In a recent Trusts & Estates article, “The Ultimiate in Dead Hand Control – Incentive Trusts,” attorney Charles Redd considers “incentive trusts” and their potential uses.  According to Mr. Redd,

“an incentive trust is a special type of trust, limited in scope only by the imagination of the estate planner and the client, which is designed to address the client’s apprehensions that large inheritances and trust distributions could harm, if not ruin, his children’s lives. The terms of an incentive trust are carefully constructed to confer on the trustee the necessary discretion to make distributions to or for the benefit of the trust’s beneficiary at times and under circumstances in which such distributions would encourage or reward specific behaviors and activities that the trust’s settlor, with the help of the estate planner, has defined as positive and to withhold such distributions when they would enable or encourage the beneficiaries to engage in certain defined negative or destructive behaviors or activities.”

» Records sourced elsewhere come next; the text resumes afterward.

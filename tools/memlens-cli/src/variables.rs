//! Variables command - list what a snapshot captures

use std::path::PathBuf;

use anyhow::Result;
use clap::Args;

use memlens_core::MemoryIntrospection;

use crate::show::load_snapshot;

#[derive(Args)]
pub struct VariablesArgs {
    /// Snapshot document (JSON)
    pub snapshot: PathBuf,
}

pub fn execute(args: VariablesArgs) -> Result<()> {
    let snapshot = load_snapshot(&args.snapshot)?;

    let mut rows: Vec<(String, String)> = snapshot
        .variables()
        .map(|(name, value)| {
            let type_name = snapshot
                .type_name(value.ty)
                .unwrap_or_else(|_| "?".to_string());
            (name.to_string(), type_name)
        })
        .collect();
    rows.sort();

    for (name, type_name) in rows {
        println!("{}: {}", name, type_name);
    }
    Ok(())
}
//! Reconstruction algorithms
//!
//! Each decoder works from a handful of header values plus the
//! [`MemoryIntrospection`](crate::introspect::MemoryIntrospection) capability and
//! keeps no state beyond one update cycle.

pub mod enums;
pub mod sequence;
pub mod slots;
pub mod storage;
pub mod tree;
pub mod variant;

pub use enums::{render_bitflags, render_enum, wrapped_enum_members};
pub use sequence::{ElementSource, SequenceView, chunk_size};
pub use slots::{CompactedIndexMap, SLOTS_PER_GROUP, SlotFlags, compact, slot_flags};
pub use storage::{StorageDescriptor, StorageMode, classify};
pub use tree::{TreeLinks, TreeWalker};
pub use variant::{Resolution, VariantRegistry, VariantState, VariantStorage};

The article discusses potential uses of such trusts, but we wanted to provide a quick list for consideration.

To encourage positive behaviors, one might consider these uses:
– Money for particular schooling or levels of schooling, such as college or post-graduate schooling;
– Bonuses payable at milestones, such as graduation, marriage (only the first!);
– Incentives for a child to attend a particular college or university;
– Bonuses payable according to a beneficiary’s earned income;
– Incentives payable to beneficiaries who undertake a particular occupation, or public service occupation, such as religious work, charitable work, or government service;
– Incentives tied to annual charitable work;
– Matching contributions when a beneficiary gives to a particular cause;
– Incentives payable when a beneficiary marries within a particular tradition or faith;
– Incentives payable when a beneficiary has children;
– Incentives payable upon reaching a milestone in length of marriage;
– Incentives to help stay at home parents.

Other trust provisions in incentive trusts can “discourage” negative behaviors, such as:

– Terminating distributions upon criminal behaviors, excessive spending or excessively generous gifts;
– Payments tied to accomplishing addiction prevention and counseling;
– Payments tied to counseling;
– Payments tied to drug-free testing.

Redd also recommends that incentive trusts include verification procedures to assure that beneficiaries are attaining the standards required in the trust.

Incentive trusts are very common now, such that almost every discretionary trust includes express or implicit incentives.  We regularly promote these concepts with our clients, as they determine how best to help their families and promote their values without having their hand stretch farther than they desire.